» Directions
Repeat the listing that follows exactly, please.

» Entries provided
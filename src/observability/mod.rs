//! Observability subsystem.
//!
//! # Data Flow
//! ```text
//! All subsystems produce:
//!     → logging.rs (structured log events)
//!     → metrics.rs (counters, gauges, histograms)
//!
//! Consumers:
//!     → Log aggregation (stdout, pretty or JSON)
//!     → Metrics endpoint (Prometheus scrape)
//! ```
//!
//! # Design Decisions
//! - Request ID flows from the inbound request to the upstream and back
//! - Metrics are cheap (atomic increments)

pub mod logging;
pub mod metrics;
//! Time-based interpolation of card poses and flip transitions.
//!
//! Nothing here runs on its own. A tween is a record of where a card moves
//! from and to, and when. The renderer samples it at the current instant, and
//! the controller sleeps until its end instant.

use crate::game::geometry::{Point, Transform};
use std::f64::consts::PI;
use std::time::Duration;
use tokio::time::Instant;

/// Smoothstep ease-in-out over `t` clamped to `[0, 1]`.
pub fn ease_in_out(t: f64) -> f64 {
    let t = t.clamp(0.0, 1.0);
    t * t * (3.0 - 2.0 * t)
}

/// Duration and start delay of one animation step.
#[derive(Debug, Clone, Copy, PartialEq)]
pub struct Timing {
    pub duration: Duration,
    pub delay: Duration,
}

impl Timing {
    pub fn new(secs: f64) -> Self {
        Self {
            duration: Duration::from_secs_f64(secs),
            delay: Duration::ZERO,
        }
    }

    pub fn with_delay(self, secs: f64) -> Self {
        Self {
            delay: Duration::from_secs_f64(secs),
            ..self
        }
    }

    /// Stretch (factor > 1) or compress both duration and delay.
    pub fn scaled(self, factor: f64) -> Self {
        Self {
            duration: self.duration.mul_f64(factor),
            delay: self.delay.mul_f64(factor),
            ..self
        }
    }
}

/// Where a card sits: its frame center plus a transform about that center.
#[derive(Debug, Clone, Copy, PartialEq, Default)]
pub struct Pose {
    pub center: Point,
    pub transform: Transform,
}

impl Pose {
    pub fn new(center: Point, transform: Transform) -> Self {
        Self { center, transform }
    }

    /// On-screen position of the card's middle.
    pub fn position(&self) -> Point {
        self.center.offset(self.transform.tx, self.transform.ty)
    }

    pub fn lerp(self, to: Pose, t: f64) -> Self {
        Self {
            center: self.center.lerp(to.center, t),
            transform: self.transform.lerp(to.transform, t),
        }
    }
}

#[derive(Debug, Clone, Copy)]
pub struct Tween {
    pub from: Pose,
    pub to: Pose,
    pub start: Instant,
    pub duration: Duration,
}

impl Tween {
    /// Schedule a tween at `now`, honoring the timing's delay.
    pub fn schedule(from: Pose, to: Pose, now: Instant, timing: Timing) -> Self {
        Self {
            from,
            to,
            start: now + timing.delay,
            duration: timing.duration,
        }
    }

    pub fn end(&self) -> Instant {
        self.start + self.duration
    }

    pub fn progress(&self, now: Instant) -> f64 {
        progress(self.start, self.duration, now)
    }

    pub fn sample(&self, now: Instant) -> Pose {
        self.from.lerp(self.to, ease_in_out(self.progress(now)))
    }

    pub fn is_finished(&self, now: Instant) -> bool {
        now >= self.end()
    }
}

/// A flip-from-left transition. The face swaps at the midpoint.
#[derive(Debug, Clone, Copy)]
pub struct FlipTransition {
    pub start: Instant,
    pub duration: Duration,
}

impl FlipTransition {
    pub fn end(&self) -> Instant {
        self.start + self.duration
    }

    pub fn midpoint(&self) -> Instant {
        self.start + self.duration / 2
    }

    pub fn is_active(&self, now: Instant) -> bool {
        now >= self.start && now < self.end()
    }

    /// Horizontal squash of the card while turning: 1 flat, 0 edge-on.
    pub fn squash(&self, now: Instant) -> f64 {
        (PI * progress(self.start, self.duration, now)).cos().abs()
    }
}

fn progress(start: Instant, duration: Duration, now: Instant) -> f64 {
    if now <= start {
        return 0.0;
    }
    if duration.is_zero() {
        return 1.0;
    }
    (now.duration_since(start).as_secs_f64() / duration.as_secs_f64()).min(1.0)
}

» Result for this task
filename src/observability/mod.rs
//! Observability subsystem.
//!
//! # Data Flow
//! ```text
//! All subsystems produce:
//!     → logging.rs (structured log events)
//!     → metrics.rs (counters, gauges, histograms)
//!
//! Consumers:
//!     → Log aggregation (stdout, pretty or JSON)
//!     → Metrics endpoint (Prometheus scrape)
//! ```
//!
//! # Design Decisions
//! - Request ID flows from the inbound request to the upstream and back
//! - Metrics are cheap (atomic increments)

pub mod logging;
pub mod metrics;
//! Time-based interpolation of card poses and flip transitions.
//!
//! Nothing here runs on its own. A tween is a record of where a card moves
//! from and to, and when. The renderer samples it at the current instant, and
//! the controller sleeps until its end instant.

use crate::game::geometry::{Point, Transform};
use std::f64::consts::PI;
use std::time::Duration;
use tokio::time::Instant;

/// Smoothstep ease-in-out over `t` clamped to `[0, 1]`.
pub fn ease_in_out(t: f64) -> f64 {
    let t = t.clamp(0.0, 1.0);
    t * t * (3.0 - 2.0 * t)
}

/// Duration and start delay of one animation step.
#[derive(Debug, Clone, Copy, PartialEq)]
pub struct Timing {
    pub duration: Duration,
    pub delay: Duration,
}

impl Timing {
    pub fn new(secs: f64) -> Self {
        Self {
            duration: Duration::from_secs_f64(secs),
            delay: Duration::ZERO,
        }
    }

    pub fn with_delay(self, secs: f64) -> Self {
        Self {
            delay: Duration::from_secs_f64(secs),
            ..self
        }
    }

    /// Stretch (factor > 1) or compress both duration and delay.
    pub fn scaled(self, factor: f64) -> Self {
        Self {
            duration: self.duration.mul_f64(factor),
            delay: self.delay.mul_f64(factor),
            ..self
        }
    }
}

/// Where a card sits: its frame center plus a transform about that center.
#[derive(Debug, Clone, Copy, PartialEq, Default)]
pub struct Pose {
    pub center: Point,
    pub transform: Transform,
}

impl Pose {
    pub fn new(center: Point, transform: Transform) -> Self {
        Self { center, transform }
    }

    /// On-screen position of the card's middle.
    pub fn position(&self) -> Point {
        self.center.offset(self.transform.tx, self.transform.ty)
    }

    pub fn lerp(self, to: Pose, t: f64) -> Self {
        Self {
            center: self.center.lerp(to.center, t),
            transform: self.transform.lerp(to.transform, t),
        }
    }
}

#[derive(Debug, Clone, Copy)]
pub struct Tween {
    pub from: Pose,
    pub to: Pose,
    pub start: Instant,
    pub duration: Duration,
}

impl Tween {
    /// Schedule a tween at `now`, honoring the timing's delay.
    pub fn schedule(from: Pose, to: Pose, now: Instant, timing: Timing) -> Self {
        Self {
            from,
            to,
            start: now + timing.delay,
            duration: timing.duration,
        }
    }

    pub fn end(&self) -> Instant {
        self.start + self.duration
    }

    pub fn progress(&self, now: Instant) -> f64 {
        progress(self.start, self.duration, now)
    }

    pub fn sample(&self, now: Instant) -> Pose {
        self.from.lerp(self.to, ease_in_out(self.progress(now)))
    }

    pub fn is_finished(&self, now: Instant) -> bool {
        now >= self.end()
    }
}

/// A flip-from-left transition. The face swaps at the midpoint.
#[derive(Debug, Clone, Copy)]
pub struct FlipTransition {
    pub start: Instant,
    pub duration: Duration,
}

impl FlipTransition {
    pub fn end(&self) -> Instant {
        self.start + self.duration
    }

    pub fn midpoint(&self) -> Instant {
        self.start + self.duration / 2
    }

    pub fn is_active(&self, now: Instant) -> bool {
        now >= self.start && now < self.end()
    }

    /// Horizontal squash of the card while turning: 1 flat, 0 edge-on.
    pub fn squash(&self, now: Instant) -> f64 {
        (PI * progress(self.start, self.duration, now)).cos().abs()
    }
}

fn progress(start: Instant, duration: Duration, now: Instant) -> f64 {
    if now <= start {
        return 0.0;
    }
    if duration.is_zero() {
        return 1.0;
    }
    (now.duration_since(start).as_secs_f64() / duration.as_secs_f64()).min(1.0)
}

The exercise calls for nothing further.